The goals of each are different but equally important. The types of
tests are as follows:
Steady state:
This is what you define
as a "typical" usage scenario. This needs to model what you believe will
be the real-world usage of your solution given the assumptions you made
in phase 1. Based on this scenario, you will determine whether your
solution is sustainable in that the regular operating state of your
solution can adequately process the rate at which messages are published
and subscribed with no backlog. This is usually where you figure out
whether the hardware for your solution is adequate. Additionally, should
you determine that your solution is not sustainable, you need to start
identifying bottlenecks or areas to tune in your solution to make it
sustainable before proceeding with the other tests. In reality, if your
solution is not sustainable under a steady-state condition, you have a
serious problem that you need to fix by purchasing more
hardware/software, tuning the application, or doing a combination of
both.
Floodgate:
Assuming your solution
is in a steady state that is sustainable, this scenario accounts for
spikes in message processing that can occur normally throughout the
day." Part of the deliverables of performance testing is to make
assumptions about what these spikes will look like based on past usage
data, or SWAG (scientific wild-ass guess). The important factor here is
to state your assumptions in your performance deliverable and have your
business/system owners agree or disagree with your assumptions. These
assumptions are what drives the modeling and are really the important
tool to gain acceptance of the performance test approach.
Overdrive:
This is a test that
measures what the solution performance will look like given a constant
message delivery rate that exceeds the anticipated load and creates a
backlog of work. Overdrive load is load that is clearly not sustainable.

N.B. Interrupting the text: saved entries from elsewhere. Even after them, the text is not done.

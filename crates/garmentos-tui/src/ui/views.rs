//! Content panes for the shell routes.

use chrono::{DateTime, Utc};
use ratatui::{
    layout::{Constraint, Direction, Layout, Rect},
    text::{Line, Span},
    widgets::{Block, Borders, List, ListItem, Paragraph},
    Frame,
};

use garmentos_core::config::CredentialBackend;
use garmentos_core::entitlement::EntitlementPhase;
use garmentos_core::models::{BrandingMeta, OptionsCatalog, Role};

use crate::app::App;

use super::styles;

/// Human-readable subscription state relative to `now`.
pub fn expiry_label(expiry: Option<DateTime<Utc>>, now: DateTime<Utc>) -> String {
    let Some(expiry) = expiry else {
        return "Expiry unknown".to_string();
    };
    let date = expiry.format("%Y-%m-%d");
    if garmentos_core::models::subscription_expired(now, expiry) {
        return format!("Expired on {}", date);
    }
    match (expiry - now).num_days() {
        0 => format!("Expires today ({})", date),
        1 => format!("Expires tomorrow ({})", date),
        days => format!("Expires in {} days ({})", days, date),
    }
}

/// Support contact lines from the workspace branding.
pub fn contact_lines(branding: &BrandingMeta) -> Vec<Line<'static>> {
    [
        ("Phone", branding.phone.as_deref()),
        ("Email", branding.email.as_deref()),
        ("Address", branding.address.as_deref()),
    ]
    .into_iter()
    .filter_map(|(label, value)| {
        let value = value.filter(|v| !v.trim().is_empty())?;
        Some(Line::from(vec![
            Span::styled(format!("  {:<9}", label), styles::muted_style()),
            Span::styled(value.to_string(), styles::list_item_style()),
        ]))
    })
    .collect()
}

/// Renewal contacts of the vendor, shown on the expired screen whatever the
/// workspace branding says.
const VENDOR_CONTACTS: [(&str, &str); 3] = [
    ("Support", "support@sparkpair.dev"),
    ("Sales", "+92 316 5825495"),
    ("Billing", "https://sparkpair.dev"),
];

/// Contact lines for the expired screen: workspace support (when the
/// configuration carries branding) followed by the vendor renewal contacts.
pub fn expired_contact_lines(branding: Option<&BrandingMeta>) -> Vec<Line<'static>> {
    let mut lines = Vec::new();
    let workspace = branding.map(contact_lines).unwrap_or_default();
    if !workspace.is_empty() {
        lines.push(section("Workspace support"));
        lines.extend(workspace);
        lines.push(Line::from(""));
    }
    lines.push(section("Renew"));
    lines.extend(VENDOR_CONTACTS.iter().map(|(label, value)| {
        Line::from(vec![
            Span::styled(format!("  {:<9}", label), styles::muted_style()),
            Span::styled(value.to_string(), styles::list_item_style()),
        ])
    }));
    lines
}

fn field(label: &str, value: impl Into<String>) -> Line<'static> {
    Line::from(vec![
        Span::styled(format!("  {:<14}", label), styles::muted_style()),
        Span::styled(value.into(), styles::list_item_style()),
    ])
}

fn section(title: &str) -> Line<'static> {
    Line::from(Span::styled(format!(" {}", title), styles::highlight_style()))
}

fn pane(title: &str) -> Block<'static> {
    Block::default()
        .title(format!(" {} ", title))
        .borders(Borders::ALL)
        .border_style(styles::border_style(false))
}

fn phase_label(phase: EntitlementPhase) -> &'static str {
    match phase {
        EntitlementPhase::Idle => "Not checked",
        EntitlementPhase::Resolving => "Checking...",
        EntitlementPhase::Active => "Active",
        EntitlementPhase::Expired => "Expired",
    }
}

pub fn render_dashboard(frame: &mut Frame, app: &App, area: Rect) {
    let snapshot = app.entitlement();
    let mut lines = vec![section("Workspace")];

    match snapshot.configuration {
        Some(ref config) => {
            lines.push(field("Company", config.company_name()));
            if let Some(tagline) = config.branding().and_then(|b| b.tagline.clone()) {
                lines.push(field("", tagline));
            }
            lines.push(field(
                "Subscription",
                expiry_label(config.subscription_expiry(), Utc::now()),
            ));
        }
        None => lines.push(field("Company", "Not loaded")),
    }
    lines.push(field("Status", phase_label(snapshot.phase())));

    lines.push(Line::from(""));
    lines.push(section("Signed in as"));
    if let Some(identity) = app.identity() {
        lines.push(field("Name", format!("{} ({})", identity.display_name, identity.initials())));
        lines.push(field("Role", identity.role.as_str()));
    }

    lines.push(Line::from(""));
    lines.push(section("Reference data"));
    match snapshot.options {
        Some(ref options) => {
            lines.push(field("Seasons", options.unique_seasons().len().to_string()));
            lines.push(field("Categories", options.unique_categories().len().to_string()));
            lines.push(field("Sizes", options.unique_sizes().len().to_string()));
        }
        None => lines.push(field("Options", "Not loaded")),
    }

    frame.render_widget(Paragraph::new(lines).block(pane("Dashboard")), area);
}

pub fn render_articles(frame: &mut Frame, app: &App, area: Rect) {
    let snapshot = app.entitlement();
    let mut lines = vec![
        Line::from(Span::styled(
            " Articles are edited in the web console. Filters available here:",
            styles::muted_style(),
        )),
        Line::from(""),
    ];
    match snapshot.options {
        Some(ref options) => {
            lines.push(field("Seasons", options.unique_seasons().join(", ")));
            lines.push(field("Categories", options.unique_categories().join(", ")));
        }
        None => lines.push(field("Filters", "Options not loaded")),
    }
    frame.render_widget(Paragraph::new(lines).block(pane(app.route.title())), area);
}

fn option_list(title: &str, values: Vec<&str>) -> List<'static> {
    let items: Vec<ListItem> = if values.is_empty() {
        vec![ListItem::new(Span::styled(" (none)", styles::muted_style()))]
    } else {
        values
            .into_iter()
            .map(|v| ListItem::new(Span::styled(format!(" {}", v), styles::list_item_style())))
            .collect()
    };
    List::new(items).block(pane(title))
}

pub fn render_options(frame: &mut Frame, app: &App, area: Rect) {
    let options = app.entitlement().options.unwrap_or_else(OptionsCatalog::default);
    let columns = Layout::default()
        .direction(Direction::Horizontal)
        .constraints([
            Constraint::Percentage(34),
            Constraint::Percentage(33),
            Constraint::Percentage(33),
        ])
        .split(area);

    frame.render_widget(option_list("Seasons", options.unique_seasons()), columns[0]);
    frame.render_widget(option_list("Categories", options.unique_categories()), columns[1]);
    frame.render_widget(option_list("Sizes", options.unique_sizes()), columns[2]);
}

pub fn render_users(frame: &mut Frame, app: &App, area: Rect) {
    let mut lines = vec![section("Roles")];
    for role in [Role::Staff, Role::Admin, Role::Developer] {
        lines.push(field(role.as_str(), role_summary(role)));
    }
    if let Some(identity) = app.identity() {
        lines.push(Line::from(""));
        lines.push(section("Current user"));
        lines.push(field("ID", identity.id));
        if let Some(username) = identity.username {
            lines.push(field("Username", username));
        }
    }
    frame.render_widget(Paragraph::new(lines).block(pane("Users")), area);
}

fn role_summary(role: Role) -> &'static str {
    match role {
        Role::Staff => "Articles and options",
        Role::Admin => "Articles, options and workspace settings",
        Role::Developer => "Everything, including user management",
        Role::Unknown => "No access",
    }
}

pub fn render_settings(frame: &mut Frame, app: &App, area: Rect) {
    let mut lines = vec![section("Profile")];
    if let Some(identity) = app.identity() {
        lines.push(field("Name", identity.display_name));
        if let Some(username) = identity.username {
            lines.push(field("Username", username));
        }
        lines.push(field("Role", identity.role.as_str()));
        lines.push(Line::from(vec![
            Span::styled("  [e]", styles::help_key_style()),
            Span::styled(" edit display name", styles::help_desc_style()),
        ]));
    }

    let snapshot = app.entitlement();
    if let Some(branding) = snapshot.configuration.as_ref().and_then(|c| c.branding()) {
        lines.push(Line::from(""));
        lines.push(section("Workspace contacts"));
        lines.extend(contact_lines(branding));
        lines.push(field("Powered by", branding.powered_by()));
    }

    lines.push(Line::from(""));
    lines.push(section("Client"));
    lines.push(field("API", app.config.api_url().to_string()));
    lines.push(field(
        "Credentials",
        match app.config.credential_backend {
            CredentialBackend::File => "session file",
            CredentialBackend::Keyring => "OS keychain",
        },
    ));
    lines.push(field(
        "On fetch error",
        format!("{:?}", app.config.transient_error_policy).to_lowercase(),
    ));

    frame.render_widget(Paragraph::new(lines).block(pane("Settings")), area);
}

The important take-away from this test is, can my solution continue to
function and eventually clear the backlog assuming a constant and
overwhelming flood of messages? You need to understand whether BizTalk
will continue to process messages if it gets overloaded or whether the
entire solution come to a grinding halt. Assuming the overdrive
condition stops, how long does it take to clear the backlog, and is it
linear and predictable? When the system is in overdrive, is the message
processing rate constant, or does it degrade because of backups in
correlating messages or related processes that also are not completing?

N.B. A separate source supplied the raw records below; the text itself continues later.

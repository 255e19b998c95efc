use std::fmt;

use crate::models::Role;

/// A location in the client.
#[derive(Debug, Clone, PartialEq, Eq, Hash)]
pub enum Route {
    Login,
    SubscriptionExpired,
    /// `/`; only ever redirects.
    Root,
    Dashboard,
    Articles,
    ArticleNew,
    ArticleEdit(String),
    ArticleView(String),
    Options,
    Users,
    Settings,
    /// Any path the client does not know.
    NotFound(String),
}

impl Route {
    /// Where an authenticated user lands by default.
    pub const DEFAULT_AUTHENTICATED: Route = Route::Dashboard;

    /// Routes shown in the shell navigation, in display order.
    pub const SHELL: [Route; 5] = [
        Route::Dashboard,
        Route::Articles,
        Route::Options,
        Route::Users,
        Route::Settings,
    ];

    pub fn parse(path: &str) -> Route {
        let trimmed = path.split(['?', '#']).next().unwrap_or_default();
        let segments: Vec<&str> = trimmed.split('/').filter(|s| !s.is_empty()).collect();

        match segments.as_slice() {
            [] => Route::Root,
            ["login"] => Route::Login,
            ["subscription-expired"] => Route::SubscriptionExpired,
            ["dashboard"] => Route::Dashboard,
            ["articles"] => Route::Articles,
            ["articles", "new"] => Route::ArticleNew,
            ["articles", "edit", id] => Route::ArticleEdit(id.to_string()),
            ["articles", "view", id] => Route::ArticleView(id.to_string()),
            ["options"] => Route::Options,
            ["users"] => Route::Users,
            ["settings"] => Route::Settings,
            _ => Route::NotFound(path.to_string()),
        }
    }

    pub fn path(&self) -> String {
        match self {
            Route::Login => "/login".to_string(),
            Route::SubscriptionExpired => "/subscription-expired".to_string(),
            Route::Root => "/".to_string(),
            Route::Dashboard => "/dashboard".to_string(),
            Route::Articles => "/articles".to_string(),
            Route::ArticleNew => "/articles/new".to_string(),
            Route::ArticleEdit(id) => format!("/articles/edit/{}", id),
            Route::ArticleView(id) => format!("/articles/view/{}", id),
            Route::Options => "/options".to_string(),
            Route::Users => "/users".to_string(),
            Route::Settings => "/settings".to_string(),
            Route::NotFound(path) => path.clone(),
        }
    }

    pub fn title(&self) -> &'static str {
        match self {
            Route::Login => "Sign in",
            Route::SubscriptionExpired => "Subscription expired",
            Route::Root | Route::Dashboard => "Dashboard",
            Route::Articles => "Articles",
            Route::ArticleNew => "New article",
            Route::ArticleEdit(_) => "Edit article",
            Route::ArticleView(_) => "Article",
            Route::Options => "Options",
            Route::Users => "Users",
            Route::Settings => "Settings",
            Route::NotFound(_) => "Not found",
        }
    }

    /// Whether the route needs a signed-in user.
    pub fn is_protected(&self) -> bool {
        !matches!(
            self,
            Route::Login | Route::SubscriptionExpired | Route::NotFound(_)
        )
    }

    pub fn required_role(&self) -> Option<Role> {
        match self {
            Route::Users => Some(Role::Developer),
            _ => None,
        }
    }

    /// Where a path-only redirect sends this route, independent of session
    /// state.
    pub fn canonical(&self) -> Option<Route> {
        match self {
            Route::Root | Route::NotFound(_) => Some(Route::DEFAULT_AUTHENTICATED),
            _ => None,
        }
    }
}

impl fmt::Display for Route {
    fn fmt(&self, f: &mut fmt::Formatter<'_>) -> fmt::Result {
        f.write_str(&self.path())
    }
}

#[cfg(test)]
mod tests {
    use super::*;

    #[test]
    fn test_parse_known_paths() {
        assert_eq!(Route::parse("/login"), Route::Login);
        assert_eq!(Route::parse("/subscription-expired"), Route::SubscriptionExpired);
        assert_eq!(Route::parse("/dashboard/"), Route::Dashboard);
        assert_eq!(Route::parse("/articles/new"), Route::ArticleNew);
        assert_eq!(Route::parse("/articles/edit/42"), Route::ArticleEdit("42".into()));
        assert_eq!(Route::parse("/articles/view/a1?tab=cost"), Route::ArticleView("a1".into()));
        assert_eq!(Route::parse("/users"), Route::Users);
        assert_eq!(Route::parse("/"), Route::Root);
        assert_eq!(Route::parse(""), Route::Root);
    }

    #[test]
    fn test_parse_unknown_paths() {
        assert_eq!(Route::parse("/reports"), Route::NotFound("/reports".into()));
        assert_eq!(Route::parse("/articles/edit"), Route::NotFound("/articles/edit".into()));
    }

    #[test]
    fn test_path_roundtrip() {
        for route in [
            Route::Login,
            Route::SubscriptionExpired,
            Route::Dashboard,
            Route::ArticleEdit("7".into()),
            Route::ArticleView("7".into()),
            Route::Settings,
        ] {
            assert_eq!(Route::parse(&route.path()), route);
        }
    }

    #[test]
    fn test_protection_and_roles() {
        assert!(!Route::Login.is_protected());
        assert!(!Route::SubscriptionExpired.is_protected());
        assert!(Route::Dashboard.is_protected());
        assert!(Route::ArticleNew.is_protected());
        assert_eq!(Route::Users.required_role(), Some(Role::Developer));
        assert_eq!(Route::Settings.required_role(), None);
    }

    #[test]
    fn test_canonical_redirects() {
        assert_eq!(Route::Root.canonical(), Some(Route::Dashboard));
        assert_eq!(Route::parse("/nope").canonical(), Some(Route::Dashboard));
        assert_eq!(Route::Dashboard.canonical(), None);
    }
}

1.3. Determining Your Exit Criteria
Knowing when to stop is often
overlooked but is very important. How do you know when you are done?
Each performance test/tuning exercise needs to document what the exit
criteria is for that test. The following are a few different options for
exit criteria:
Pass—Performance criteria met immediately:
The system was able to meet the performance criteria without any tuning required by the development team.
Pass—Performance criteria met after tuning:
After tuning, the team was able to tune the solution enough to meet the performance criteria.
Fail—Performance was not met, significant redevelopment needed:
This isn't necessarily a
bad thing. What you are stating here is that the current code does not
meet the requirements. You need to qualify that with what the current
performance level is, along with an estimate to rework the solution to
have it meet the requirements. If the estimate to redesign, develop, and
test that piece of the application is quite big, the project
management/business owner may decide that the current performance is
acceptable and not worth the additional cost. This way, the decision is
based on a dollar value vs. the benefit of the additional work and not
on an emotional "but I need this" basis.
Fail—Performance was not met, additional hardware required:
Again, this isn't
necessarily a bad thing. What you are stating here is that the code
cannot be optimized or changed in any way that will meet the current
requirements, and all tuning options have been exhausted. The only
solution is to go buy more hardware. This is often an easy decision to
make because the costs associated with hardware are generally well
known. Also, there is a potential to expropriate hardware that was
destined for another purpose to retool a server for a dual purpose. In
any case, this is a decision for the solution owner to make based on the
options available at the time.